Kennedy no tuvo un segundo mandato y, en el poco tiempo que reinó, hay luces y sombras; fue el primer presidente de los Estados Unidos católico, de un país nacido de unos padres fundadores protestantes, y fue el primer irlandoamericano en alcanzar esa magistratura; esto ya lo consagra como un normalizador, pero además inició el giro en el Partido Demócrata hacia la lucha por los derechos civiles de los negros; hoy hay un presidente afroamericano.

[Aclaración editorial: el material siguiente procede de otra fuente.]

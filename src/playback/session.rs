//! Playback session state and the values handed to the host.

use crate::speech::{Utterance, UtteranceId};
use crate::text::VoiceStyle;

/// Mutable state of one read-aloud session.
///
/// While playing, `selected_index <= last_scheduled_index < line count`.
#[derive(Debug, Clone, Default, PartialEq, Eq)]
pub struct PlaybackSession {
    pub selected_index: usize,
    /// Last line a single Play may reach; `0` when no window is active.
    pub last_scheduled_index: usize,
    /// Index of the voice segment being spoken on the selected line.
    pub current_speech_id: usize,
    pub is_playing: bool,
    /// A stop was sent to the engine and its cancel is still pending.
    pub stop_requested: bool,
    /// Correlation id of the utterance the engine is working on.
    pub in_flight: Option<UtteranceId>,
    /// First row the host last reported as visible.
    pub first_visible: Option<usize>,
}

/// A command for the speech engine or the host, produced by a scheduler
/// transition.
#[derive(Debug, Clone, PartialEq)]
pub enum Effect {
    /// Make `VoiceStyle` the engine's active parameters.
    SetVoice(VoiceStyle),
    Speak(Utterance),
    /// Cancel the in-flight utterance.
    Stop,
    /// Ask the host to scroll row `index` into view.
    ScrollTo { index: usize, animated: bool },
}

/// Reading position handed to persistence when a document is closed.
#[derive(Debug, Clone, PartialEq, Eq)]
pub struct SessionSummary {
    /// Trimmed text of the selected line.
    pub last_line_text: String,
    pub last_index: usize,
    pub line_count: usize,
}

/// How far through the document the reader is.
#[derive(Debug, Clone, PartialEq)]
pub struct Progress {
    /// `selected / line count`, in percent.
    pub percent: f32,
    /// `selected/last_scheduled (count)` during a window, `selected/count`
    /// otherwise.
    pub label: String,
}

impl std::fmt::Display for Progress {
    fn fmt(&self, f: &mut std::fmt::Formatter<'_>) -> std::fmt::Result {
        write!(f, "{:.1}% {}", self.percent, self.label)
    }
}
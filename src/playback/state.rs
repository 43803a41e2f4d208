//! Reader phase and shared reader state.
//!
//! [`ReaderState`] is the single source of truth the host renders from: the
//! line store, the scheduler, the current phase and any error message.
//! [`SharedState`] is `Arc<Mutex<ReaderState>>`; the session runner mutates
//! it, the host reads it.

use std::sync::{Arc, Mutex};

use crate::config::ReaderProfile;
use crate::document::{LineStore, LineView};

use super::scheduler::Scheduler;
use super::session::Progress;

// ---------------------------------------------------------------------------
// ReaderPhase
// ---------------------------------------------------------------------------

/// Phases of a reader session.
///
/// ```text
/// Loading ──parsed──▶ Idle ──play──▶ Playing ──pause──▶ Stopping ──cancel──▶ Idle
///                                      └──window / document end──▶ Idle
/// engine unavailable ──▶ Error (document stays readable)
/// ```
#[derive(Debug, Clone, Copy, PartialEq, Eq, Default)]
pub enum ReaderPhase {
    #[default]
    Loading,
    Idle,
    Playing,
    Stopping,
    Error,
}

impl ReaderPhase {
    /// Whether the engine is (or may still be) speaking.
    ///
    /// ```
    /// use read_aloud::playback::ReaderPhase;
    ///
    /// assert!(ReaderPhase::Playing.is_busy());
    /// assert!(ReaderPhase::Stopping.is_busy());
    /// assert!(!ReaderPhase::Idle.is_busy());
    /// ```
    pub fn is_busy(&self) -> bool {
        matches!(self, ReaderPhase::Playing | ReaderPhase::Stopping)
    }

    pub fn label(&self) -> &'static str {
        match self {
            ReaderPhase::Loading => "Loading",
            ReaderPhase::Idle => "Paused",
            ReaderPhase::Playing => "Reading",
            ReaderPhase::Stopping => "Stopping",
            ReaderPhase::Error => "Error",
        }
    }
}

// ---------------------------------------------------------------------------
// ReaderState
// ---------------------------------------------------------------------------

/// A scroll the host should perform on its list.
#[derive(Debug, Clone, Copy, PartialEq, Eq)]
pub struct ScrollRequest {
    pub index: usize,
    pub animated: bool,
}

#[derive(Debug)]
pub struct ReaderState {
    pub phase: ReaderPhase,
    pub store: LineStore,
    pub scheduler: Scheduler,
    /// Message to show while `phase == Error`, or after a failed command.
    pub error_message: Option<String>,
    /// Scrolls not yet taken by the host, oldest first.
    pub scrolls: Vec<ScrollRequest>,
}

impl ReaderState {
    pub fn new(profile: &ReaderProfile) -> Self {
        Self {
            phase: ReaderPhase::Loading,
            store: LineStore::from_profile(Vec::new(), profile),
            scheduler: Scheduler::new(profile.reading.clone()),
            error_message: None,
            scrolls: Vec::new(),
        }
    }

    /// Recompute `phase` from the scheduler.  `Loading` and `Error` are left
    /// to the runner.
    pub fn sync_phase(&mut self) {
        if matches!(self.phase, ReaderPhase::Loading | ReaderPhase::Error) {
            return;
        }
        let session = self.scheduler.session();
        self.phase = match (session.is_playing, session.stop_requested) {
            (true, true) => ReaderPhase::Stopping,
            (true, false) => ReaderPhase::Playing,
            (false, _) => ReaderPhase::Idle,
        };
    }

    /// Take every pending scroll request.
    pub fn take_scrolls(&mut self) -> Vec<ScrollRequest> {
        std::mem::take(&mut self.scrolls)
    }

    /// Render projection of line `index`.
    pub fn view(&mut self, index: usize) -> Option<LineView> {
        self.store.view(index)
    }

    pub fn progress(&self) -> Progress {
        self.scheduler.progress(&self.store)
    }
}

// ---------------------------------------------------------------------------
// SharedState
// ---------------------------------------------------------------------------

/// Thread-safe handle to [`ReaderState`].
///
/// Cheap to clone (`Arc` clone).  Lock with `.lock().unwrap()` for a short
/// critical section; do **not** hold the lock across `.await` points.
pub type SharedState = Arc<Mutex<ReaderState>>;

pub fn new_shared_state(profile: &ReaderProfile) -> SharedState {
    Arc::new(Mutex::new(ReaderState::new(profile)))
}

// ---------------------------------------------------------------------------
// Tests
// ---------------------------------------------------------------------------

Kennedy formaba parte de una familia muy poderosa y rica, en ese extremo era todo lo contrario a un hombre hecho a sí mismo. Había en Kennedy una ambivalencia entre el interés en la lucha por la paz y el desarme y el deseo de mantener el liderazgo para USA, lo que descolocaba a los militares. Se le reconoce por su gestión de la crisis de los misiles en Cuba en la que aguantó el pulso de Kruschev y obligó a Rusia a retirarlos, pero esa crisis no se hubiera producido si hubiese apoyado la invasión de Bahía de Cochinos, por el contrario tuvo que retirar misiles de Turquía y garantizar la seguridad del Régimen de Castro.
¿Por qué lo mataron?¿Quién lo mató? Son preguntas aún sin respuesta; pero hay dos cosas claras: el asesinato fue fruto de una conspiración, como así reconoció una comisión parlamentaria USA en los años setenta, y Kennedy debió de pisar muchos callos en el escaso tiempo que estuvo en el poder.